Two points, need help on the first one.
1. how does this all link to the PCEHR? and
2. who wants competition these days, let's keep it all in-house, under wraps so that we can dictate the agenda.... Competition is good it means that you get better products, services and support... smells like the PCEHR to me....Off!!!
Privacy Paul
I just noticed a tit bit in a fredhealth newsletter https://help.fredhealth.com.au/media/p/8360/download.aspx
It says: Did you know that every week in Australia, 3.5 million dispense events take place with the support of eRx Script Exchange? And that every week, GPs upload 500,000 new scripts to eRx?
That should clarify the 3.5 million figure that Sclavos referred to – not eprescriptions but dispense events – whatever that means!!.
All suggestions to aid interpretation welcomed.
"It says: Did you know that every week in Australia, 3.5 million dispense events take place with the support of eRx Script Exchange? And that every week, GPs upload 500,000 new scripts to eRx?"
Ah! 0.5M new scripts, but 3.5M "dispense events". It's reasonable that dispensing repeats would count as a "dispense event" but that would not account for a 7:1 ratio. I wonder if sending a dispense notification counts as a separate event. I think a Monday call to FRED IT's 1800 number is called for.
Another possible,accounting, factor here is that the figures may be based on individual prescription items, rather than complete, multi-item, prescriptions.

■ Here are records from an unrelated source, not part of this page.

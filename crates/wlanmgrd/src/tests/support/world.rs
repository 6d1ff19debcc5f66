//! BDD test world: simulated hardware, the orchestrator, and per-owner results.

use std::cell::RefCell;
use std::collections::BTreeMap;
use std::sync::Arc;

use wlanmgr_config::HardwareProfile;

use crate::iface::IfaceType;
use crate::orchestrator::SetupError;
use crate::subsystems::Subsystem;

use super::callbacks::{RecordingCallback, RecordingStatusListener};
use super::harness::Harness;

/// Scenario world shared across BDD steps.
#[derive(Default)]
pub struct TestWorld {
    harness: Option<Harness>,
    pub status: Option<Arc<RecordingStatusListener>>,
    owners: BTreeMap<String, Arc<RecordingCallback>>,
    results: BTreeMap<String, Result<String, SetupError>>,
}

impl TestWorld {
    pub fn use_hardware(&mut self, profile: HardwareProfile) {
        self.harness = Some(Harness::new(profile));
    }

    pub fn harness(&self) -> Result<&Harness, String> {
        self.harness
            .as_ref()
            .ok_or_else(|| "no hardware configured".to_owned())
    }

    pub fn harness_mut(&mut self) -> Result<&mut Harness, String> {
        self.harness
            .as_mut()
            .ok_or_else(|| "no hardware configured".to_owned())
    }

    pub fn listen_for_status(&mut self) -> Result<(), String> {
        let listener = Arc::new(RecordingStatusListener::default());
        self.harness_mut()?
            .orchestrator
            .register_status_listener(listener.clone());
        self.status = Some(listener);
        Ok(())
    }

    pub fn setup(&mut self, label: &str, kind: IfaceType) -> Result<(), String> {
        let harness = self
            .harness
            .as_mut()
            .ok_or_else(|| "no hardware configured".to_owned())?;
        let owner = harness.owner(label);
        let result = harness.setup(kind, &owner);
        self.owners.insert(label.to_owned(), owner);
        self.results.insert(label.to_owned(), result);
        Ok(())
    }

    pub fn teardown_all(&mut self) -> Result<(), String> {
        let harness = self.harness_mut()?;
        harness.orchestrator.teardown_all_interfaces();
        harness.pump();
        Ok(())
    }

    pub fn kill(&mut self, subsystem: Subsystem) -> Result<(), String> {
        let harness = self.harness_mut()?;
        if !harness.hardware.kill(subsystem) {
            return Err(format!("{subsystem} had no death handler"));
        }
        harness.pump();
        Ok(())
    }

    pub fn result(&self, label: &str) -> Result<&Result<String, SetupError>, String> {
        self.results
            .get(label)
            .ok_or_else(|| format!("owner {label} never requested an interface"))
    }
}

pub fn world() -> RefCell<TestWorld> {
    RefCell::new(TestWorld::default())
}
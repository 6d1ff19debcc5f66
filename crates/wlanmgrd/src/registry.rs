//! Authoritative table of live interfaces.
//!
//! The registry has no locking of its own: it is owned by the orchestrator and
//! only touched from the lifecycle worker. Daemon and global running state are
//! never stored; they are derived from the entries on demand.

use std::collections::BTreeMap;

use thiserror::Error;

use crate::iface::{Iface, IfaceId, IfaceType, InterfaceClass};

/// Returned when inserting an interface whose name is already live.
#[derive(Debug, Error, Clone, PartialEq, Eq)]
#[error("interface {0} is already registered")]
pub struct DuplicateNameError(String);

impl DuplicateNameError {
    /// Creates an error for the conflicting name.
    #[must_use]
    pub fn new(name: impl Into<String>) -> Self {
        Self(name.into())
    }

    /// Name that was already present.
    #[must_use]
    pub fn name(&self) -> &str {
        self.0.as_str()
    }
}

/// Live interfaces keyed by name.
#[derive(Debug, Default)]
pub struct Registry {
    entries: BTreeMap<String, Iface>,
}

impl Registry {
    /// Builds an empty registry.
    #[must_use]
    pub fn new() -> Self {
        Self::default()
    }

    /// Looks up an interface by name.
    #[must_use]
    pub fn get(&self, name: &str) -> Option<&Iface> {
        self.entries.get(name)
    }

    pub(crate) fn get_mut(&mut self, name: &str) -> Option<&mut Iface> {
        self.entries.get_mut(name)
    }

    /// Inserts a new interface, refusing duplicate names.
    pub fn put(&mut self, iface: Iface) -> Result<(), DuplicateNameError> {
        if self.entries.contains_key(iface.name()) {
            return Err(DuplicateNameError::new(iface.name()));
        }
        self.entries.insert(iface.name.clone(), iface);
        Ok(())
    }

    /// Removes and returns the named interface.
    pub fn remove(&mut self, name: &str) -> Option<Iface> {
        self.entries.remove(name)
    }

    /// Removes the interface instance with the given id.
    ///
    /// Returns `None` when the instance is gone, even if another instance now
    /// holds the same name.
    pub fn remove_by_id(&mut self, id: IfaceId) -> Option<Iface> {
        let name = self.find_by_id(id)?.name.clone();
        self.entries.remove(&name)
    }

    /// Finds an interface instance by id.
    #[must_use]
    pub fn find_by_id(&self, id: IfaceId) -> Option<&Iface> {
        self.entries.values().find(|iface| iface.id == id)
    }

    /// Returns `true` when any live interface has the given type.
    #[must_use]
    pub fn any_of_type(&self, kind: IfaceType) -> bool {
        self.entries.values().any(|iface| iface.kind == kind)
    }

    /// First interface of the class, ordered by name.
    #[must_use]
    pub fn first_of_class(&self, class: InterfaceClass) -> Option<&Iface> {
        self.entries.values().find(|iface| iface.kind.class() == class)
    }

    /// Number of live interfaces.
    #[must_use]
    pub fn count_all(&self) -> usize {
        self.entries.len()
    }

    /// Returns `true` when no interface is live.
    #[must_use]
    pub fn is_empty(&self) -> bool {
        self.entries.is_empty()
    }

    /// Iterates live interfaces ordered by name.
    pub fn iter(&self) -> impl Iterator<Item = &Iface> {
        self.entries.values()
    }
}

#[cfg(test)]
mod tests {
    use std::sync::Arc;

    use rstest::{fixture, rstest};

    use super::*;
    use crate::callbacks::InterfaceCallback;

    struct SilentCallback;

    impl InterfaceCallback for SilentCallback {
        fn on_up(&self, _name: &str) {}
        fn on_down(&self, _name: &str) {}
        fn on_destroyed(&self, _name: &str) {}
    }

    fn iface(id: u64, name: &str, kind: IfaceType) -> Iface {
        Iface {
            id: IfaceId::new(id),
            name: name.to_owned(),
            kind,
            callback: Arc::new(SilentCallback),
            observer: None,
            last_known_up: false,
            feature_set: 0,
        }
    }

    #[fixture]
    fn registry() -> Registry {
        let mut registry = Registry::new();
        registry
            .put(iface(1, "wlan0", IfaceType::StaConnectivity))
            .expect("first insert");
        registry
            .put(iface(2, "wlan1", IfaceType::AccessPoint))
            .expect("second insert");
        registry
    }

    #[rstest]
    fn rejects_duplicate_names(mut registry: Registry) {
        let error = registry
            .put(iface(3, "wlan0", IfaceType::StaScanOnly))
            .expect_err("duplicate should fail");
        assert_eq!(error.name(), "wlan0");
        assert_eq!(registry.count_all(), 2);
        assert_eq!(
            registry.get("wlan0").map(Iface::kind),
            Some(IfaceType::StaConnectivity)
        );
    }

    #[rstest]
    fn remove_by_id_ignores_reused_names(mut registry: Registry) {
        registry.remove("wlan0");
        registry
            .put(iface(7, "wlan0", IfaceType::AccessPoint))
            .expect("reuse name");

        assert!(registry.remove_by_id(IfaceId::new(1)).is_none());
        assert_eq!(
            registry.remove_by_id(IfaceId::new(7)).map(|entry| entry.name),
            Some("wlan0".to_owned())
        );
    }

    #[rstest]
    #[case(IfaceType::StaConnectivity, true)]
    #[case(IfaceType::StaScanOnly, false)]
    #[case(IfaceType::AccessPoint, true)]
    fn any_of_type_scans_entries(
        registry: Registry,
        #[case] kind: IfaceType,
        #[case] expected: bool,
    ) {
        assert_eq!(registry.any_of_type(kind), expected);
    }

    #[rstest]
    fn remove_absent_returns_none(mut registry: Registry) {
        assert!(registry.remove("wlan9").is_none());
        assert!(registry.remove("wlan1").is_some());
        assert!(registry.first_of_class(InterfaceClass::SoftAp).is_none());
        assert_eq!(
            registry
                .first_of_class(InterfaceClass::Client)
                .map(Iface::name),
            Some("wlan0")
        );
    }
}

Originally eRx and the Guild made an incentive of 25 cents per escript available to pharmacists from the 5CPA. Then for some bizarre reason they cut it back to 15 cents. The end result was after paying the eRx its 15 cent transaction fee the pharmacists got nothing.
It seems to me the Guild got greedy and wanted to keep the 15 cents per script in its own coffers in effect cutting off its nose to spite its face.
Why can't we get paid 10 cents per escript as was originally intended?
10 cents X 220,000,000 scripts is 22 million dollars which equals 4,400 dollars per pharmacy.
If we were "paid 10 cents per escript as was originally intended" for every barcoded escript uploaded we would all be better off.
David, can you or your readers please try to explain why the Guild chose to keep the 22 million dollars (available under the 5th CPA) in its own bank instead of sharing it with its members?